Any regression is highly dependent on modelling choices. Three elements are particularly important: the variables included, the variables excluded, and the interactions between variables ignored. These choices are therefore never neutral. Two models built on the same data can lead to different results, or even opposite conclusions, simply by changing the model specification.

 

The problem of p-values

The p-value is probably the most misunderstood and misused statistical tool in the social sciences. It is often interpreted as a direct measure of the truth of a result, when it does not. It does not indicate the probability that the hypothesis is true, nor the magnitude of an effect, nor the overall robustness of a result. It simply indicates the probability of observing data at least as extreme as those observed if the null hypothesis were true.

In other words, the p-value is conditional on an initial hypothesis: it measures the compatibility of the data with a model in which no effect exists.
In practice, however, it is often reduced to a binary logic: p < 0.05 is taken to indicate a “significant” result, while p ≥ 0.05 is interpreted as “not significant.” This simplification transforms a probabilistic tool into an automatic decision rule, masking the true uncertainty in the estimates and leading to an overly rigid interpretation of the results.

Effect size complements this analysis by measuring the true importance of a phenomenon, independent of its statistical significance.
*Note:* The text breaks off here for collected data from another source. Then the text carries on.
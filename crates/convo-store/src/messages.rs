//! Persistence for [`Message`] records and the thread/event posting flows.

use std::collections::HashMap;

use convo_shared::{key, Key, Kind, OpContext, Pagination, Result};

use crate::database::Database;
use crate::datastore::{Direction, Query};
use crate::models::{Event, Message, Readable, Thread, User, UserPartial};

impl Database {
    /// Persist a message. Always written with the current field names.
    pub async fn commit_message(&self, message: &Message) -> Result<()> {
        self.put(message).await.op("messages.commit")
    }

    /// Post to a thread: persists the message and the updated thread.
    pub async fn add_thread_message(
        &self,
        author: &User,
        thread: &mut Thread,
        body: &str,
    ) -> Result<Message> {
        let message = Message::new_thread_message(author, thread, body).op("messages.thread")?;
        self.commit_message(&message).await?;
        self.put(thread).await.op("messages.thread")?;
        tracing::debug!(thread = %thread.key, message = %message.key, "thread message added");
        Ok(message)
    }

    /// Post to an event: persists the message and the updated event.
    pub async fn add_event_message(
        &self,
        author: &User,
        event: &mut Event,
        body: &str,
    ) -> Result<Message> {
        let message = Message::new_event_message(author, event, body).op("messages.event")?;
        self.commit_message(&message).await?;
        self.put(event).await.op("messages.event")?;
        tracing::debug!(event = %event.key, message = %message.key, "event message added");
        Ok(message)
    }

    /// Every message under `parent`, newest first, with author snapshots.
    pub async fn get_messages_by_parent(&self, parent: &Key) -> Result<Vec<Message>> {
        self.get_messages_by_parent_paged(parent, Pagination::unlimited())
            .await
    }

    pub async fn get_messages_by_parent_paged(
        &self,
        parent: &Key,
        page: Pagination,
    ) -> Result<Vec<Message>> {
        let query = Query::new(Kind::Message)
            .filter("ParentKey", parent)
            .order("Timestamp", Direction::Desc)
            .offset(page.offset())
            .limit(page.limit());
        let mut messages: Vec<Message> = self.query(&query).await.op("messages.by_parent")?;
        self.attach_authors(&mut messages)
            .await
            .op("messages.by_parent")?;
        messages.sort_by(|a, b| b.timestamp.cmp(&a.timestamp));
        Ok(messages)
    }

    /// One bulk fetch of the distinct authors.
    async fn attach_authors(&self, messages: &mut [Message]) -> Result<()> {
        let authors: Vec<Key> = key::dedupe(&messages.iter().map(|m| m.user_key).collect::<Vec<_>>());
        if authors.is_empty() {
            return Ok(());
        }
        let snapshots: HashMap<Key, UserPartial> = self
            .get_user_partials(&authors)
            .await?
            .into_iter()
            .map(|p| (p.key, p))
            .collect();
        for message in messages.iter_mut() {
            message.user = snapshots.get(&message.user_key).cloned();
        }
        Ok(())
    }

    /// Mark `messages` read by `user` and write back the ones that changed
    /// in one bulk put.
    pub async fn mark_messages_read(&self, messages: &mut [Message], user: &Key) -> Result<usize> {
        let mut changed = Vec::new();
        for message in messages.iter_mut() {
            if message.mark_as_read(user) {
                changed.push(message.clone());
            }
        }
        self.put_multi(&changed).await.op("messages.mark_read")?;
        Ok(changed.len())
    }

    /// Rewrite documents that still use the legacy `ThreadKey` field.
    pub async fn normalize_legacy_messages(&self) -> Result<usize> {
        let docs = self
            .store()
            .query(&Query::new(Kind::Message))
            .await
            .op("messages.normalize")?;
        let mut rewritten = Vec::new();
        for (k, doc) in docs {
            if doc.get("ThreadKey").is_some() {
                let message: Message = crate::database::decode(&k, doc).op("messages.normalize")?;
                rewritten.push(message);
            }
        }
        self.put_multi(&rewritten).await.op("messages.normalize")?;
        if !rewritten.is_empty() {
            tracing::info!(count = rewritten.len(), "normalized legacy messages");
        }
        Ok(rewritten.len())
    }
}
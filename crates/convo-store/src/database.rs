//! Typed façade over a [`Datastore`].
//!
//! [`Database`] is cheap to clone and is shared by every request handler.
//! Entity modules (`users`, `threads`, `events`, `messages`) add their
//! operations as further `impl Database` blocks.

use std::sync::Arc;

use serde::de::DeserializeOwned;
use serde::Serialize;
use serde_json::Value;

use convo_shared::{ConvoError, Key, Kind, Result};

use crate::datastore::{Datastore, Query, Transaction};
use crate::memory::MemoryStore;

/// A document type stored under its own [`Kind`].
pub trait Entity: Serialize + DeserializeOwned + Send + Sync {
    const KIND: Kind;

    fn key(&self) -> &Key;

    /// Human-readable label used in "not found" messages.
    fn label() -> &'static str {
        Self::KIND.as_str()
    }
}

pub(crate) fn encode<T: Entity>(entity: &T) -> Result<(Key, Value)> {
    Ok((*entity.key(), serde_json::to_value(entity)?))
}

pub(crate) fn decode<T: Entity>(key: &Key, doc: Value) -> Result<T> {
    serde_json::from_value(doc)
        .map_err(|e| ConvoError::Internal(format!("decoding {} {}: {}", T::label(), key, e)))
}

#[derive(Clone)]
pub struct Database {
    store: Arc<dyn Datastore>,
}

impl Database {
    pub fn new(store: Arc<dyn Datastore>) -> Self {
        Self { store }
    }

    /// Database backed by a fresh [`MemoryStore`].
    pub fn memory() -> (Self, MemoryStore) {
        let store = MemoryStore::new();
        (Self::new(Arc::new(store.clone())), store)
    }

    pub fn store(&self) -> &Arc<dyn Datastore> {
        &self.store
    }

    // ------------------------------------------------------------------
    // Reads
    // ------------------------------------------------------------------

    pub async fn get<T: Entity>(&self, key: &Key) -> Result<Option<T>> {
        match self.store.get(key).await? {
            Some(doc) => Ok(Some(decode(key, doc)?)),
            None => Ok(None),
        }
    }

    /// Like [`Database::get`] but a missing document is `NotFound`.
    pub async fn fetch<T: Entity>(&self, key: &Key) -> Result<T> {
        if key.kind() != T::KIND {
            return Err(ConvoError::NotFound(format!("{} not found", T::label())));
        }
        self.get(key)
            .await?
            .ok_or_else(|| ConvoError::NotFound(format!("{} not found", T::label())))
    }

    /// One slot per key; missing documents are `None`.
    pub async fn get_multi<T: Entity>(&self, keys: &[Key]) -> Result<Vec<Option<T>>> {
        if keys.is_empty() {
            return Ok(Vec::new());
        }
        let docs = self.store.get_multi(keys).await?;
        keys.iter()
            .zip(docs)
            .map(|(key, doc)| doc.map(|d| decode(key, d)).transpose())
            .collect()
    }

    pub async fn query<T: Entity>(&self, query: &Query) -> Result<Vec<T>> {
        self.store
            .query(query)
            .await?
            .into_iter()
            .map(|(key, doc)| decode(&key, doc))
            .collect()
    }

    pub async fn query_keys(&self, query: &Query) -> Result<Vec<Key>> {
        Ok(self.store.query_keys(query).await?)
    }

    // ------------------------------------------------------------------
    // Writes
    // ------------------------------------------------------------------

    pub async fn put<T: Entity>(&self, entity: &T) -> Result<()> {
        let (key, doc) = encode(entity)?;
        self.store.put(&key, doc).await?;
        Ok(())
    }

    pub async fn put_multi<T: Entity>(&self, entities: &[T]) -> Result<()> {
        if entities.is_empty() {
            return Ok(());
        }
        let docs = entities.iter().map(encode).collect::<Result<Vec<_>>>()?;
        self.store.put_multi(docs).await?;
        Ok(())
    }

    pub async fn delete(&self, key: &Key) -> Result<()> {
        self.store.delete(key).await?;
        Ok(())
    }

    pub async fn begin(&self) -> Result<Tx> {
        Ok(Tx {
            inner: self.store.begin().await?,
        })
    }
}

/// Typed wrapper over a store [`Transaction`].
pub struct Tx {
    inner: Box<dyn Transaction>,
}

impl Tx {
    pub async fn fetch<T: Entity>(&mut self, key: &Key) -> Result<T> {
        match self.inner.get(key).await? {
            Some(doc) => decode(key, doc),
            None => Err(ConvoError::NotFound(format!("{} not found", T::label()))),
        }
    }

    pub fn put<T: Entity>(&mut self, entity: &T) -> Result<()> {
        let (key, doc) = encode(entity)?;
        self.inner.put(&key, doc);
        Ok(())
    }

    pub fn delete(&mut self, key: &Key) {
        self.inner.delete(key);
    }

    /// A lost race surfaces as `Conflict`; callers may retry.
    pub async fn commit(self) -> Result<()> {
        self.inner.commit().await.map_err(|e| match e {
            crate::StoreError::Conflict(key) => {
                ConvoError::Conflict(format!("{} was modified concurrently", key.kind()))
            }
            other => other.into(),
        })
    }
}
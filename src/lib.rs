// Copyright 2025 Gabriel Bjørnager Jensen.

//! `runedec` is a Rust crate for strict, octet-level decoding of UTF-8 runes.

#![no_std]

#![cfg_attr(docsrs, feature(doc_cfg))]

extern crate self as runedec;

pub mod error;

mod rune;
mod utf8;

pub use rune::Rune;
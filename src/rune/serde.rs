// Copyright 2025 Gabriel Bjørnager Jensen.

#![cfg(feature = "serde")]

use crate::Rune;

use core::fmt::{self, Formatter};
use serde::de::{self, Deserialize, Deserializer, Unexpected, Visitor};
use serde::ser::{Serialize, Serializer};

#[derive(Debug, Default)]
struct RuneVisitor;

impl<'de> Visitor<'de> for RuneVisitor {
	type Value = Rune;

	#[inline]
	fn expecting(&self, formatter: &mut Formatter) -> fmt::Result {
		formatter.write_str("a character")
	}

	#[inline]
	fn visit_char<E: de::Error>(self, v: char) -> Result<Self::Value, E> {
		Ok(Rune::from_char(v))
	}

	// NOTE: Some formats do not distinguish between
	// characters and strings of width one.
	#[inline]
	fn visit_str<E: de::Error>(self, v: &str) -> Result<Self::Value, E> {
		let mut chars = v.chars();

		match (chars.next(), chars.next()) {
			(Some(c), None) => Ok(Rune::from_char(c)),

			_ => Err(E::invalid_value(Unexpected::Str(v), &self)),
		}
	}
}

#[cfg_attr(docsrs, doc(cfg(feature = "serde")))]
impl<'de> Deserialize<'de> for Rune {
	#[inline]
	fn deserialize<D: Deserializer<'de>>(deserializer: D) -> Result<Self, D::Error> {
		deserializer.deserialize_char(RuneVisitor)
	}
}

#[cfg_attr(docsrs, doc(cfg(feature = "serde")))]
impl Serialize for Rune {
	#[inline]
	fn serialize<S: Serializer>(&self, serializer: S) -> Result<S::Ok, S::Error> {
		serializer.serialize_char(self.to_char())
	}
}
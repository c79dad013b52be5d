// Copyright 2025 Gabriel Bjørnager Jensen.

#![cfg(test)]

use crate::utf8::{is_utf8_continuation, utf8_sequence_len};

#[test]
fn test_utf8_sequence_len() {
	assert_eq!(utf8_sequence_len(0b00000000u8), Some(0x1));
	assert_eq!(utf8_sequence_len(0b01111111u8), Some(0x1));
	assert_eq!(utf8_sequence_len(0b11000000u8), Some(0x2));
	assert_eq!(utf8_sequence_len(0b11011111u8), Some(0x2));
	assert_eq!(utf8_sequence_len(0b11100000u8), Some(0x3));
	assert_eq!(utf8_sequence_len(0b11101111u8), Some(0x3));
	assert_eq!(utf8_sequence_len(0b11110000u8), Some(0x4));
	assert_eq!(utf8_sequence_len(0b11110111u8), Some(0x4));

	assert_eq!(utf8_sequence_len(0b10000000u8), None);
	assert_eq!(utf8_sequence_len(0b10111111u8), None);
	assert_eq!(utf8_sequence_len(0b11111000u8), None);
	assert_eq!(utf8_sequence_len(0b11111011u8), None);
	assert_eq!(utf8_sequence_len(0b11111111u8), None);
}

#[test]
fn test_is_utf8_continuation() {
	assert!( is_utf8_continuation(0b10000000u8));
	assert!( is_utf8_continuation(0b10101010u8));
	assert!( is_utf8_continuation(0b10111111u8));

	assert!(!is_utf8_continuation(0b00000000u8));
	assert!(!is_utf8_continuation(0b01111111u8));
	assert!(!is_utf8_continuation(0b11000000u8));
	assert!(!is_utf8_continuation(0b11111111u8));
}
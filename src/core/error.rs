//! Rejections raised by the engine.
//!
//! Every error is reported before any state is replaced: operations take
//! the prior state by reference and only return a successor on success.

use thiserror::Error;

use super::player::{Color, PlayerId};
use super::state::MatchStatus;

/// A rejected transition or malformed input.
#[derive(Clone, Debug, PartialEq, Eq, Error)]
pub enum RuleError {
    #[error("invalid transition: {reason}")]
    InvalidTransition { reason: &'static str },

    #[error("not your turn: waiting on {expected}, got {actual}")]
    NotYourTurn { expected: PlayerId, actual: PlayerId },

    #[error("match is {status}, not playing")]
    MatchNotPlaying { status: MatchStatus },

    #[error("match has already started")]
    MatchAlreadyStarted,

    #[error("need 2-4 players, have {count}")]
    InsufficientPlayers { count: usize },

    #[error("unknown player {0}")]
    UnknownPlayer(PlayerId),

    #[error("player {0} appears more than once")]
    DuplicatePlayer(PlayerId),

    #[error("color {0} assigned more than once")]
    DuplicateColor(Color),

    #[error("die value {0} outside 1..=6")]
    InvalidDieValue(u8),

    #[error("invalid state: {reason}")]
    InvalidState { reason: &'static str },
}

impl RuleError {
    pub(crate) const fn invalid(reason: &'static str) -> Self {
        RuleError::InvalidTransition { reason }
    }
}
//! # ludo-engine
//!
//! Deterministic rules engine for a four-color race board game.
//!
//! ## Design Principles
//!
//! 1. **States Are Values**: Every operation takes `&GameState` and returns a
//!    new state. A rejected request never changes anything.
//!
//! 2. **One Authority**: `Ludo` is the only place rules are decided. Rooms,
//!    clients, and replays all go through the same `RulesEngine`.
//!
//! 3. **Codes At The Edge**: Pieces are an enum internally. The integer
//!    position codes used by storage only appear in `wire`.
//!
//! ## Architecture
//!
//! - **Persistent Data Structures**: O(1) cloning via `im-rs`, so successor
//!   states share everything they did not change.
//!
//! - **Deterministic Dice**: `GameRng` is a seeded ChaCha8 stream; a seed and
//!   a list of requests replay a match exactly.
//!
//! ## Modules
//!
//! - `core`: Players, colors, pieces, track math, state, moves, RNG, config
//! - `board`: Drawing geometry for the 15x15 board
//! - `rules`: `RulesEngine` trait and the `Ludo` implementation
//! - `lifecycle`: Match setup, die draws, and the in-memory `Room`
//! - `wire`: JSON interchange and binary snapshots

pub mod core;
pub mod board;
pub mod rules;
pub mod lifecycle;
pub mod wire;

// Re-export commonly used types
pub use crate::core::{
    PlayerId, Color, ColorMap,
    PieceState, Move, MoveKind, Capture,
    GameState, MatchStatus, Seat, Transition,
    GameRng, GameRngState, DiceSource,
    RulesConfig, SafeCellRule,
    RuleError,
};

pub use crate::board::{BoardGeometry, Point};

pub use crate::rules::{RulesEngine, GameResult, Ludo};

pub use crate::lifecycle::{Room, initial_state, start_match, draw_die, roll_die};

pub use crate::wire::{WireState, WireMove, WireError, encode_snapshot, decode_snapshot};
//! Board drawing geometry.

mod geometry;

pub use geometry::{
    home_lane_grid, ring_grid, yard_grid, BoardGeometry, GridCell, Point, DEFAULT_BOARD_SIZE,
    GRID,
};
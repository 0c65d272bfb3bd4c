//! Binary snapshots.

use super::WireError;
use crate::core::state::GameState;

/// Encode a full state, history included.
pub fn encode_snapshot(state: &GameState) -> Result<Vec<u8>, WireError> {
    Ok(bincode::serialize(state)?)
}

/// Decode a snapshot. States that break an invariant are rejected.
pub fn decode_snapshot(bytes: &[u8]) -> Result<GameState, WireError> {
    Ok(bincode::deserialize(bytes)?)
}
Several indicators are commonly used depending on the context: Cohen’s d for comparing means, odds ratios in logistic models, or R² to measure the proportion of variance explained by a model.

These measures are essential because they allow us to distinguish between an effect that is merely detectable statistically and one that is truly substantial empirically.

A result can indeed be statistically significant while practically negligible, particularly when the sample sizes are very large. Conversely, a large effect may not reach statistical significance if the data are insufficient or too noisy.

 

Statistical power, multiplicity of tests, and causal confounding: the limits of inference

Statistical power is the probability of detecting a real effect when it exists. However, this is often overlooked in the social sciences. Many studies are too small to be statistically powerful, meaning their negative conclusions may be unreliable.

This has several important consequences. First, the results become unstable from one study to another. Second, non-replications are frequent, which weakens the robustness of empirical knowledge. Finally, a lack of significance is often wrongly interpreted as a lack of effect, when it may simply reflect a lack of statistical power.

Therefore, the absence of a result is not proof of the absence of an effect.

This difficulty is compounded by another recurring problem: the sheer number of statistical tests. When a large number of analyses are performed on the same data, the probability of obtaining at least one false positive mechanically increases. This can lead to selecting the most « significant » results, neglecting inconclusive results, or even transforming exploratory analyses into definitive conclusions.

Corrections exist, including Bonferroni adjustments or false discovery rate (FDR) control procedures, but they are still too rarely applied or correctly implemented in current practice.

These difficulties in inference are often compounded by a more fundamental confusion between correlation and causation. Two variables can be associated without a direct causal link due to confounding factors, reverse causality, or selection bias.

 


Conclusion

Statistics in the social sciences and data journalism are not a machine for producing results or explanations. They are a set of tools designed to answer specific questions within well-defined frameworks. Making better use of statistics does not mean using more of them, but rather understanding more precisely what they can tell us and, above all, what conclusions they cannot lead us to draw.